Researchers from University of Tsukuba develop a new method that reveals the unique signatures of individual cells in mixtures of bacteria, fungi and yeast under a microscope
Tsukuba, Japan – When viewed with specialized microscopes, microbial cells show an individual fluorescence pattern, or signature, that depends on the mixture of biomolecules contained within the cells. That complex mixture, with its telltale signature, in turn depends on the type of microbe and its physiological state, such as whether it is growing or what it is consuming as a food source.
University of Tsukuba researchers have developed a new method, named CRIF (Confocal Reflection microscopy-assisted single-cell Innate Fluorescence), to detect the fluorescence signatures of individual microbial cells. The method is non-destructive, meaning the cells remain alive, and allows cells to be studied in realistic three-dimensional environments. Importantly, the new method can be used to view individual cells within mixtures of different types of microbe, unlike many standard techniques that work best with “pure” populations where the cells are all alike. The team recently published their findings in Applied and Environmental Microbiology.

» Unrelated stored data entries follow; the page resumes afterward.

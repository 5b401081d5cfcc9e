use comms::{
    MrfReceiver, MrfSender,
    msg::{Command, Msg, Payload},
};
use fractal_core::render_rows;
use log::{debug, info, warn};
use tokio::io::{AsyncRead, AsyncWrite};

use crate::{Result, WorkerConfig, WorkerErr};

/// Infrastructure worker runtime: renders this rank's share of the frame
/// and ships it to the orchestrator.
#[derive(Debug)]
pub struct Worker {
    config: WorkerConfig,
}

impl Worker {
    /// Creates a worker from a validated configuration.
    pub fn new(config: WorkerConfig) -> Self {
        Self { config }
    }

    /// Runs the render-and-ship protocol over the orchestrator channel.
    ///
    /// The primary slice always goes first. When this rank is the last one
    /// and the split is uneven, the tail rows follow as a separate transfer
    /// on the same ordered stream, so the orchestrator can await it strictly
    /// after the gather.
    ///
    /// # Args
    /// * `rx` - Receiving end of the orchestrator channel.
    /// * `tx` - Sending end of the orchestrator channel.
    ///
    /// # Returns
    /// Returns `Ok(())` on graceful completion.
    ///
    /// # Errors
    /// Returns `WorkerErr` on I/O failures or protocol violations.
    pub async fn run<R, W>(self, mut rx: MrfReceiver<R>, mut tx: MrfSender<W>) -> Result<()>
    where
        R: AsyncRead + Unpin + Send,
        W: AsyncWrite + Unpin + Send,
    {
        let plane = self.config.plane();
        let partition = self.config.partition();
        let worker_id = partition.worker_id();

        let rows = partition.rows();
        debug!(worker_id = worker_id; "rendering rows {}..{}", rows.start, rows.end);
        let cells = render_rows(plane, rows);

        let msg = Msg::Data(Payload::Slice {
            worker_id: worker_id as u32,
            cells: &cells,
        });
        tx.send(&msg).await?;
        info!("slice sent: worker_id={worker_id} cells={}", cells.len());

        let tail = partition.remainder_rows();
        if !tail.is_empty() {
            debug!(worker_id = worker_id; "rendering tail rows {}..{}", tail.start, tail.end);
            let cells = render_rows(plane, tail);

            let msg = Msg::Data(Payload::Remainder {
                worker_id: worker_id as u32,
                cells: &cells,
            });
            tx.send(&msg).await?;
            info!("remainder sent: worker_id={worker_id} cells={}", cells.len());
        }

        tx.send(&Msg::Control(Command::Disconnect)).await?;

        // The orchestrator acks once the whole frame is assembled.
        let mut buf: Vec<u32> = Vec::new();
        match rx.recv_into(&mut buf).await? {
            Msg::Control(Command::Disconnect) => {}
            msg => {
                let got = msg_kind(&msg);
                warn!("unexpected message while waiting for ack: got {got}");
                return Err(WorkerErr::UnexpectedMessage { got });
            }
        }

        info!("worker finished: worker_id={worker_id}");
        Ok(())
    }
}

fn msg_kind(msg: &Msg<'_>) -> &'static str {
    match msg {
        Msg::Control(_) => "control",
        Msg::Err(_) => "err",
        Msg::Data(Payload::Slice { .. }) => "data/slice",
        Msg::Data(Payload::Remainder { .. }) => "data/remainder",
    }
}
use std::ops::Range;

use rayon::prelude::*;

use crate::{escape_time, ImagePlane};

/// Renders a band of global rows into a flat row-major buffer of iteration
/// counts, index `(local_row * width + col)`.
///
/// Rows render in parallel; every cell is written by exactly one closure, so
/// no synchronization is needed and the output is byte-identical across runs
/// regardless of scheduling.
pub fn render_rows(plane: &ImagePlane, rows: Range<u32>) -> Vec<u32> {
    let width = plane.width() as usize;
    let start = rows.start;
    let mut cells = vec![0u32; width * rows.len()];

    cells
        .par_chunks_mut(width)
        .enumerate()
        .for_each(|(local_row, band)| {
            let y = start + local_row as u32;
            for (x, cell) in band.iter_mut().enumerate() {
                *cell = escape_time(plane.coord(x as u32, y), plane.max_iters());
            }
        });

    cells
}

#[cfg(test)]
mod tests {
    use std::num::NonZeroUsize;

    use super::*;
    use crate::Partition;

    fn plane() -> ImagePlane {
        ImagePlane::new(64, 48, 100, -2.5, 1.5, -2.0, 2.0).unwrap()
    }

    #[test]
    fn renders_the_expected_cell_count() {
        assert_eq!(render_rows(&plane(), 0..48).len(), 64 * 48);
        assert_eq!(render_rows(&plane(), 10..13).len(), 64 * 3);
    }

    #[test]
    fn empty_band_renders_no_cells() {
        assert!(render_rows(&plane(), 48..48).is_empty());
    }

    #[test]
    fn rendering_is_deterministic() {
        let plane = plane();
        assert_eq!(render_rows(&plane, 0..48), render_rows(&plane, 0..48));
    }

    #[test]
    fn every_cell_is_within_the_iteration_cap() {
        let plane = plane();
        assert!(render_rows(&plane, 0..48).iter().all(|&c| c <= 100));
    }

    #[test]
    fn partitioned_bands_concatenate_to_the_full_frame() {
        // Rendering by rank must not change the computed values, only the
        // order in which bands are produced.
        let plane = plane();
        let full = render_rows(&plane, 0..48);
        let workers = NonZeroUsize::new(7).unwrap();

        let mut stitched = Vec::new();
        for worker_id in 0..workers.get() {
            let part = Partition::plan(plane.height(), workers, worker_id).unwrap();
            stitched.extend(render_rows(&plane, part.rows()));
        }
        let tail = Partition::plan(plane.height(), workers, workers.get() - 1)
            .unwrap()
            .remainder_rows();
        stitched.extend(render_rows(&plane, tail));

        assert_eq!(stitched, full);
    }
}
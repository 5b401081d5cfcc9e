use std::{env, str::FromStr};

use orchestrator::{OrchestratorError, RenderConfig};

const DEFAULT_WIDTH: u32 = 800;
const DEFAULT_HEIGHT: u32 = 600;
const DEFAULT_MAX_ITERS: u32 = 1000;
const DEFAULT_VIEWPORT: (f64, f64, f64, f64) = (-2.5, 1.5, -2.0, 2.0);

fn main() -> Result<(), OrchestratorError> {
    env_logger::init();

    let worker_addrs: Vec<String> = env::var("WORKERS")
        .map_err(|_| {
            OrchestratorError::InvalidConfig(
                "WORKERS must list the worker addresses, comma separated".to_string(),
            )
        })?
        .split(',')
        .map(str::trim)
        .filter(|addr| !addr.is_empty())
        .map(str::to_string)
        .collect();

    let (xmin, xmax, ymin, ymax) = DEFAULT_VIEWPORT;
    let config = RenderConfig {
        worker_addrs,
        width: env_or("WIDTH", DEFAULT_WIDTH)?,
        height: env_or("HEIGHT", DEFAULT_HEIGHT)?,
        max_iters: env_or("MAX_ITERS", DEFAULT_MAX_ITERS)?,
        xmin: env_or("XMIN", xmin)?,
        xmax: env_or("XMAX", xmax)?,
        ymin: env_or("YMIN", ymin)?,
        ymax: env_or("YMAX", ymax)?,
    };

    let (width, height, max_iters) = (config.width, config.height, config.max_iters);
    let cells = orchestrator::render(config)?;

    let interior = cells.iter().filter(|&&c| c == max_iters).count();
    println!(
        "rendered {width}x{height} frame: {} cells, {interior} interior",
        cells.len()
    );

    Ok(())
}

fn env_or<T: FromStr>(key: &str, default: T) -> Result<T, OrchestratorError> {
    match env::var(key) {
        Ok(raw) => raw
            .parse()
            .map_err(|_| OrchestratorError::InvalidConfig(format!("{key} must be numeric"))),
        Err(_) => Ok(default),
    }
}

“We used a confocal microscope, which can generate images from three-dimensional materials—rather like comparing a sequence of slices to build up an image of a whole intact structure. This enabled us to find the locations of the microbial cells within the sample,” says lead and co-corresponding author Yutaka Yawata. “Combining this with spectroscopy to measure a set of fluorescence signals under the microscope, we were able to see the different types of microbes within the sample, and read their signatures to identify the individual cells.”
The team went on to train computer models to read the fluorescence signatures and distinguish different types of cells. The models learned to recognize cells automatically, even when looking at different cells with very similar shapes and sizes, and analyze the images for cell signatures to identify the cells according to their type and physiological state.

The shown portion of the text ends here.